**WHAT YOU SHOULD DO:** Write out the records again, exactly, leaving none out.

+++

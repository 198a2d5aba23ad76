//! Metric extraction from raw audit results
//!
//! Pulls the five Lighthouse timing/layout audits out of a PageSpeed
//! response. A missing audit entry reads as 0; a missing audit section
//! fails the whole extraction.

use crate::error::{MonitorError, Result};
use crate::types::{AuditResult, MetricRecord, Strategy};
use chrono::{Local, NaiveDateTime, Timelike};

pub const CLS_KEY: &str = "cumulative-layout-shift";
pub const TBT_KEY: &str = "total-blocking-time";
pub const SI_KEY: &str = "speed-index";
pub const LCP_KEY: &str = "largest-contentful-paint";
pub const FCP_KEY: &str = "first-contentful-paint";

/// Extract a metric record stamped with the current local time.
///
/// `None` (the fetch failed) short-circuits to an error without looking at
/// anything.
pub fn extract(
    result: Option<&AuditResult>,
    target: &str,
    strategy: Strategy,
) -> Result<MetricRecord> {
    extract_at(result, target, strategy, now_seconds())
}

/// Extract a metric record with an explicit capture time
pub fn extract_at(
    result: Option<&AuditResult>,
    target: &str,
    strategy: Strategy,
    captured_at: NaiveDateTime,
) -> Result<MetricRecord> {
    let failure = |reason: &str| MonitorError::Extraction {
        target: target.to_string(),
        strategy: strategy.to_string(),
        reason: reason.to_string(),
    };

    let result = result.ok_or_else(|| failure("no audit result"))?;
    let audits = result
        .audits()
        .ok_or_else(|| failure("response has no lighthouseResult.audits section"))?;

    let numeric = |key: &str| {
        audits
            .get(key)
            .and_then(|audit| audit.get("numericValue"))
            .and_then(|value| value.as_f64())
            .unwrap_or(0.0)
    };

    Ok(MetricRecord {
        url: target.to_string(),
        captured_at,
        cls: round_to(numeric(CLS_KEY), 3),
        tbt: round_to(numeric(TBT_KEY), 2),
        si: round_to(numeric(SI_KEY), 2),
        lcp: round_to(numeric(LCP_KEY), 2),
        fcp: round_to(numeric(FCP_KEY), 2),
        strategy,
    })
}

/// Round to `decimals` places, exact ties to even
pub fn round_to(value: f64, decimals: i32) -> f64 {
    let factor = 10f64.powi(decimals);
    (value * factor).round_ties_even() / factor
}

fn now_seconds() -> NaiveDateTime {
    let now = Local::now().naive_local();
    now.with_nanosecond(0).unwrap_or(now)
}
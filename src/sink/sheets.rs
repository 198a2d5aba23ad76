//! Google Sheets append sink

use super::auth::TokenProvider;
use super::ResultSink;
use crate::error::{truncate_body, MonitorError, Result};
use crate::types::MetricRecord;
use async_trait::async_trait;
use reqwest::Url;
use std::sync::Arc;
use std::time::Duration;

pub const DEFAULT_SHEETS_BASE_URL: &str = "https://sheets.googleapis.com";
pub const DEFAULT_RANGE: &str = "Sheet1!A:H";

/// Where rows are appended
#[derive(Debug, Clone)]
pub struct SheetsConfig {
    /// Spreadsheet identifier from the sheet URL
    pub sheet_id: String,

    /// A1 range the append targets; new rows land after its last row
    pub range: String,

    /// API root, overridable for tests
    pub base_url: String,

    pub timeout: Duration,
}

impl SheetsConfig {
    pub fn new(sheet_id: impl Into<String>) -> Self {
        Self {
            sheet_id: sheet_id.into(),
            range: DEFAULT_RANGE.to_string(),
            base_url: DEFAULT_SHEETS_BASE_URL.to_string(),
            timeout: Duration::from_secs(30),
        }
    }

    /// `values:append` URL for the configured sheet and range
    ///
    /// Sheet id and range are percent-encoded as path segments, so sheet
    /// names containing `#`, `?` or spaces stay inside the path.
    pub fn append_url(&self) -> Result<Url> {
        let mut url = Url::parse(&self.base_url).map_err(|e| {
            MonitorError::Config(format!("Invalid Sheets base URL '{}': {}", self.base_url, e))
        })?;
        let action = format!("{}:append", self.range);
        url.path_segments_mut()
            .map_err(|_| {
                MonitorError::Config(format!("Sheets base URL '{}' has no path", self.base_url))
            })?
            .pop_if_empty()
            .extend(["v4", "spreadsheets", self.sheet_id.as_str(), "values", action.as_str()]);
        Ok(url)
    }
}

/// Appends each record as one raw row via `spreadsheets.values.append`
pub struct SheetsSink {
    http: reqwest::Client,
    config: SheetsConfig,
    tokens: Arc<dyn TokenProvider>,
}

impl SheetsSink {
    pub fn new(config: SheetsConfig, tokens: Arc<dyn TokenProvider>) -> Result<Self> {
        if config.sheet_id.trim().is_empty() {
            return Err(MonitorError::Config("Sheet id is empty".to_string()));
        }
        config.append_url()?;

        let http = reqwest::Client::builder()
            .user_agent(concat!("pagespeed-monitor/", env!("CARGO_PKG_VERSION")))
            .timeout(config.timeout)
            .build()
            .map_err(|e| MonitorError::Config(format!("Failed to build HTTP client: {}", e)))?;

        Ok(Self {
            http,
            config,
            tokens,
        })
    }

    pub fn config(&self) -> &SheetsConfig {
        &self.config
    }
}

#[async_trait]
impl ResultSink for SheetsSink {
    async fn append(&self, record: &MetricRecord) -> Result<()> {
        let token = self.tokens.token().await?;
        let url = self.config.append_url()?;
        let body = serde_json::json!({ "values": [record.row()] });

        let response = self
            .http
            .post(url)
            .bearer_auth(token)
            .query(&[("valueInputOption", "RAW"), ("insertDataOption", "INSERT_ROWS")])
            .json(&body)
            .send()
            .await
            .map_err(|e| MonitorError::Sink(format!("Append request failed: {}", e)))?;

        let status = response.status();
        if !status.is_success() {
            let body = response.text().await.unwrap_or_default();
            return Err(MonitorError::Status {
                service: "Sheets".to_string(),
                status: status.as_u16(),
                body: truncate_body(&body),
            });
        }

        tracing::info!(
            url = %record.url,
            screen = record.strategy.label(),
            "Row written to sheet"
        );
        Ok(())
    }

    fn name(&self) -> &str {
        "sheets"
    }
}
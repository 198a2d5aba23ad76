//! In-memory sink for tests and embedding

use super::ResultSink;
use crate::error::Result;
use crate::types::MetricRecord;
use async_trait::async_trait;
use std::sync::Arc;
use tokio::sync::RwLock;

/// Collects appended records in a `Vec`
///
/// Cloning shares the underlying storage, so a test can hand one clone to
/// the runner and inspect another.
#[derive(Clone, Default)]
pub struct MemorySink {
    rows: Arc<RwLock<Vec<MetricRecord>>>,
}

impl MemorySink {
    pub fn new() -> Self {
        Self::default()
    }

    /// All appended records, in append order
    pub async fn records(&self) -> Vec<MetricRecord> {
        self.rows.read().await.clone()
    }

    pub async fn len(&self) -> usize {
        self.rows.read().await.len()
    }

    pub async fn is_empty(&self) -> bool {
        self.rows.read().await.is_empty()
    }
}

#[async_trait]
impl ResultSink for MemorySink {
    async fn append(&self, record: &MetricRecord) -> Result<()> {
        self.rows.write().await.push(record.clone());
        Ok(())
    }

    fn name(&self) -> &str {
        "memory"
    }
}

+++

**WRITTEN RESPONSE:**
repository 198a2d5aba23ad76
//! Metric extraction from raw audit results
//!
//! Pulls the five Lighthouse timing/layout audits out of a PageSpeed
//! response. A missing audit entry reads as 0; a missing audit section
//! fails the whole extraction.

use crate::error::{MonitorError, Result};
use crate::types::{AuditResult, MetricRecord, Strategy};
use chrono::{Local, NaiveDateTime, Timelike};

pub const CLS_KEY: &str = "cumulative-layout-shift";
pub const TBT_KEY: &str = "total-blocking-time";
pub const SI_KEY: &str = "speed-index";
pub const LCP_KEY: &str = "largest-contentful-paint";
pub const FCP_KEY: &str = "first-contentful-paint";

/// Extract a metric record stamped with the current local time.
///
/// `None` (the fetch failed) short-circuits to an error without looking at
/// anything.
pub fn extract(
    result: Option<&AuditResult>,
    target: &str,
    strategy: Strategy,
) -> Result<MetricRecord> {
    extract_at(result, target, strategy, now_seconds())
}

/// Extract a metric record with an explicit capture time
pub fn extract_at(
    result: Option<&AuditResult>,
    target: &str,
    strategy: Strategy,
    captured_at: NaiveDateTime,
) -> Result<MetricRecord> {
    let failure = |reason: &str| MonitorError::Extraction {
        target: target.to_string(),
        strategy: strategy.to_string(),
        reason: reason.to_string(),
    };

    let result = result.ok_or_else(|| failure("no audit result"))?;
    let audits = result
        .audits()
        .ok_or_else(|| failure("response has no lighthouseResult.audits section"))?;

    let numeric = |key: &str| {
        audits
            .get(key)
            .and_then(|audit| audit.get("numericValue"))
            .and_then(|value| value.as_f64())
            .unwrap_or(0.0)
    };

    Ok(MetricRecord {
        url: target.to_string(),
        captured_at,
        cls: round_to(numeric(CLS_KEY), 3),
        tbt: round_to(numeric(TBT_KEY), 2),
        si: round_to(numeric(SI_KEY), 2),
        lcp: round_to(numeric(LCP_KEY), 2),
        fcp: round_to(numeric(FCP_KEY), 2),
        strategy,
    })
}

/// Round to `decimals` places, exact ties to even
pub fn round_to(value: f64, decimals: i32) -> f64 {
    let factor = 10f64.powi(decimals);
    (value * factor).round_ties_even() / factor
}

fn now_seconds() -> NaiveDateTime {
    let now = Local::now().naive_local();
    now.with_nanosecond(0).unwrap_or(now)
}
filename src/sink/sheets.rs
repository 198a2d5aba23ad76
//! Google Sheets append sink

use super::auth::TokenProvider;
use super::ResultSink;
use crate::error::{truncate_body, MonitorError, Result};
use crate::types::MetricRecord;
use async_trait::async_trait;
use reqwest::Url;
use std::sync::Arc;
use std::time::Duration;

pub const DEFAULT_SHEETS_BASE_URL: &str = "https://sheets.googleapis.com";
pub const DEFAULT_RANGE: &str = "Sheet1!A:H";

/// Where rows are appended
#[derive(Debug, Clone)]
pub struct SheetsConfig {
    /// Spreadsheet identifier from the sheet URL
    pub sheet_id: String,

    /// A1 range the append targets; new rows land after its last row
    pub range: String,

    /// API root, overridable for tests
    pub base_url: String,

    pub timeout: Duration,
}

impl SheetsConfig {
    pub fn new(sheet_id: impl Into<String>) -> Self {
        Self {
            sheet_id: sheet_id.into(),
            range: DEFAULT_RANGE.to_string(),
            base_url: DEFAULT_SHEETS_BASE_URL.to_string(),
            timeout: Duration::from_secs(30),
        }
    }

    /// `values:append` URL for the configured sheet and range
    ///
    /// Sheet id and range are percent-encoded as path segments, so sheet
    /// names containing `#`, `?` or spaces stay inside the path.
    pub fn append_url(&self) -> Result<Url> {
        let mut url = Url::parse(&self.base_url).map_err(|e| {
            MonitorError::Config(format!("Invalid Sheets base URL '{}': {}", self.base_url, e))
        })?;
        let action = format!("{}:append", self.range);
        url.path_segments_mut()
            .map_err(|_| {
                MonitorError::Config(format!("Sheets base URL '{}' has no path", self.base_url))
            })?
            .pop_if_empty()
            .extend(["v4", "spreadsheets", self.sheet_id.as_str(), "values", action.as_str()]);
        Ok(url)
    }
}

/// Appends each record as one raw row via `spreadsheets.values.append`
pub struct SheetsSink {
    http: reqwest::Client,
    config: SheetsConfig,
    tokens: Arc<dyn TokenProvider>,
}

impl SheetsSink {
    pub fn new(config: SheetsConfig, tokens: Arc<dyn TokenProvider>) -> Result<Self> {
        if config.sheet_id.trim().is_empty() {
            return Err(MonitorError::Config("Sheet id is empty".to_string()));
        }
        config.append_url()?;

        let http = reqwest::Client::builder()
            .user_agent(concat!("pagespeed-monitor/", env!("CARGO_PKG_VERSION")))
            .timeout(config.timeout)
            .build()
            .map_err(|e| MonitorError::Config(format!("Failed to build HTTP client: {}", e)))?;

        Ok(Self {
            http,
            config,
            tokens,
        })
    }

    pub fn config(&self) -> &SheetsConfig {
        &self.config
    }
}

#[async_trait]
impl ResultSink for SheetsSink {
    async fn append(&self, record: &MetricRecord) -> Result<()> {
        let token = self.tokens.token().await?;
        let url = self.config.append_url()?;
        let body = serde_json::json!({ "values": [record.row()] });

        let response = self
            .http
            .post(url)
            .bearer_auth(token)
            .query(&[("valueInputOption", "RAW"), ("insertDataOption", "INSERT_ROWS")])
            .json(&body)
            .send()
            .await
            .map_err(|e| MonitorError::Sink(format!("Append request failed: {}", e)))?;

        let status = response.status();
        if !status.is_success() {
            let body = response.text().await.unwrap_or_default();
            return Err(MonitorError::Status {
                service: "Sheets".to_string(),
                status: status.as_u16(),
                body: truncate_body(&body),
            });
        }

        tracing::info!(
            url = %record.url,
            screen = record.strategy.label(),
            "Row written to sheet"
        );
        Ok(())
    }

    fn name(&self) -> &str {
        "sheets"
    }
}
repository 198a2d5aba23ad76
//! In-memory sink for tests and embedding

use super::ResultSink;
use crate::error::Result;
use crate::types::MetricRecord;
use async_trait::async_trait;
use std::sync::Arc;
use tokio::sync::RwLock;

/// Collects appended records in a `Vec`
///
/// Cloning shares the underlying storage, so a test can hand one clone to
/// the runner and inspect another.
#[derive(Clone, Default)]
pub struct MemorySink {
    rows: Arc<RwLock<Vec<MetricRecord>>>,
}

impl MemorySink {
    pub fn new() -> Self {
        Self::default()
    }

    /// All appended records, in append order
    pub async fn records(&self) -> Vec<MetricRecord> {
        self.rows.read().await.clone()
    }

    pub async fn len(&self) -> usize {
        self.rows.read().await.len()
    }

    pub async fn is_empty(&self) -> bool {
        self.rows.read().await.is_empty()
    }
}

#[async_trait]
impl ResultSink for MemorySink {
    async fn append(&self, record: &MetricRecord) -> Result<()> {
        self.rows.write().await.push(record.clone());
        Ok(())
    }

    fn name(&self) -> &str {
        "memory"
    }
}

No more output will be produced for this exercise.